Problem statement –
Determine how many of the lines below hold the word "ContainerCommand". Give the number and nothing else.

[Saved data entries]
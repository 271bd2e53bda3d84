use std::collections::HashMap;
use std::process::{Command, Stdio};
use std::time::Duration;

use serde::Deserialize;
use tracing::debug;

use super::gateway::RuntimeGateway;
use super::run;
use super::types::{
    CancelToken, ContainerCommand, ContainerSummary, CreateSpec, HostBinding, ImageSummary,
    PortBindings, ProgressSink,
};
use crate::error::{Error, Result};

/// Verify that the Docker daemon is reachable.
pub fn ensure_available() -> Result<()> {
    let status = Command::new("docker")
        .args(["version", "--format", "{{.Server.Version}}"])
        .stdout(Stdio::null())
        .stderr(Stdio::null())
        .status()
        .map_err(|e| {
            Error::RuntimeUnavailable(format!(
                "failed to invoke `docker` ({e}); is it installed and on PATH?"
            ))
        })?;

    if !status.success() {
        return Err(Error::RuntimeUnavailable(format!(
            "docker daemon is not running (exit {status})"
        )));
    }
    Ok(())
}

/// [`RuntimeGateway`] backed by the `docker` command line client.
#[derive(Debug, Clone)]
pub struct DockerCli {
    timeout: Duration,
}

impl Default for DockerCli {
    fn default() -> Self {
        Self::new(Duration::from_secs(300))
    }
}

impl DockerCli {
    /// `timeout` bounds every single `docker` invocation, pulls included.
    pub fn new(timeout: Duration) -> Self {
        Self { timeout }
    }

    fn command<I, S>(&self, args: I) -> ContainerCommand
    where
        I: IntoIterator<Item = S>,
        S: Into<String>,
    {
        ContainerCommand::new(args, self.timeout)
    }

    /// Run a command and collect its non-empty stdout lines.
    fn lines<I, S>(&self, args: I, cancel: &CancelToken) -> Result<Vec<String>>
    where
        I: IntoIterator<Item = S>,
        S: Into<String>,
    {
        let mut out = Vec::new();
        run::run(self.command(args), cancel, |line| {
            if !line.trim().is_empty() {
                out.push(line.to_string());
            }
        })?;
        Ok(out)
    }
}

#[derive(Deserialize)]
struct ImageRow {
    #[serde(rename = "Repository")]
    repository: String,
    #[serde(rename = "Tag")]
    tag: String,
}

#[derive(Deserialize)]
struct ContainerRow {
    #[serde(rename = "ID")]
    id: String,
    #[serde(rename = "Names")]
    names: String,
}

impl RuntimeGateway for DockerCli {
    fn list_images(&self, cancel: &CancelToken) -> Result<Vec<ImageSummary>> {
        self.lines(["image", "ls", "--format", "{{json .}}"], cancel)?
            .iter()
            .map(|line| -> Result<ImageSummary> {
                let row: ImageRow = serde_json::from_str(line)?;
                Ok(image_summary(row))
            })
            .collect()
    }

    fn pull_image(
        &self,
        image: &str,
        sink: &dyn ProgressSink,
        cancel: &CancelToken,
    ) -> Result<()> {
        run::run(self.command(["pull", image]), cancel, |line| sink.line(image, line))?;
        Ok(())
    }

    fn list_containers(&self, all: bool, cancel: &CancelToken) -> Result<Vec<ContainerSummary>> {
        let mut args = vec!["ps", "--no-trunc", "--format", "{{json .}}"];
        if all {
            args.push("--all");
        }
        self.lines(args, cancel)?
            .iter()
            .map(|line| -> Result<ContainerSummary> {
                let row: ContainerRow = serde_json::from_str(line)?;
                Ok(ContainerSummary {
                    id: row.id,
                    names: row.names.split(',').map(str::to_string).collect(),
                })
            })
            .collect()
    }

    fn create_container(&self, spec: &CreateSpec, cancel: &CancelToken) -> Result<String> {
        let out = self.lines(create_args(spec), cancel)?;
        out.last()
            .map(|id| id.trim().to_string())
            .ok_or_else(|| Error::Runtime("`docker create` printed no container id".into()))
    }

    fn start_container(&self, id: &str, cancel: &CancelToken) -> Result<()> {
        run::run(self.command(["start", id]), cancel, |_| {})?;
        Ok(())
    }

    fn inspect_container(&self, id: &str, cancel: &CancelToken) -> Result<PortBindings> {
        let out = self.lines(
            ["inspect", "--format", "{{json .NetworkSettings.Ports}}", id],
            cancel,
        )?;
        parse_port_bindings(&out.concat())
    }

    fn remove_container(&self, id: &str, force: bool, cancel: &CancelToken) -> Result<()> {
        let mut args = vec!["rm"];
        if force {
            args.push("--force");
        }
        args.push(id);
        debug!(id, "removing container");
        match run::run(self.command(args), cancel, |_| {}) {
            Ok(_) => Ok(()),
            Err(Error::Runtime(reason)) if reason.contains("No such container") => {
                Err(Error::NotFound(id.to_string()))
            }
            Err(e) => Err(e),
        }
    }
}

fn image_summary(row: ImageRow) -> ImageSummary {
    let tags = if row.repository == "<none>" || row.tag == "<none>" {
        Vec::new()
    } else {
        vec![format!("{}:{}", row.repository, row.tag)]
    };
    ImageSummary { tags }
}

/// Build the `docker create` argument list for a single-port container.
fn create_args(spec: &CreateSpec) -> Vec<String> {
    let mut args = vec![
        "create".to_string(),
        "--expose".into(),
        spec.port_key.clone(),
        "--publish".into(),
        format!("{}:{}:{}", spec.host_ip, spec.host_port, spec.port_key),
    ];
    for kv in &spec.env {
        args.push("--env".into());
        args.push(kv.clone());
    }
    if let Some(name) = &spec.name {
        args.push("--name".into());
        args.push(name.clone());
    }
    args.push(spec.image.clone());
    args
}

fn parse_port_bindings(raw: &str) -> Result<PortBindings> {
    let raw = raw.trim();
    if raw.is_empty() || raw == "null" {
        return Ok(PortBindings::new());
    }
    let ports: HashMap<String, Option<Vec<HostBinding>>> = serde_json::from_str(raw)?;
    Ok(ports
        .into_iter()
        .map(|(port, bindings)| (port, bindings.unwrap_or_default()))
        .collect())
}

Solution –
3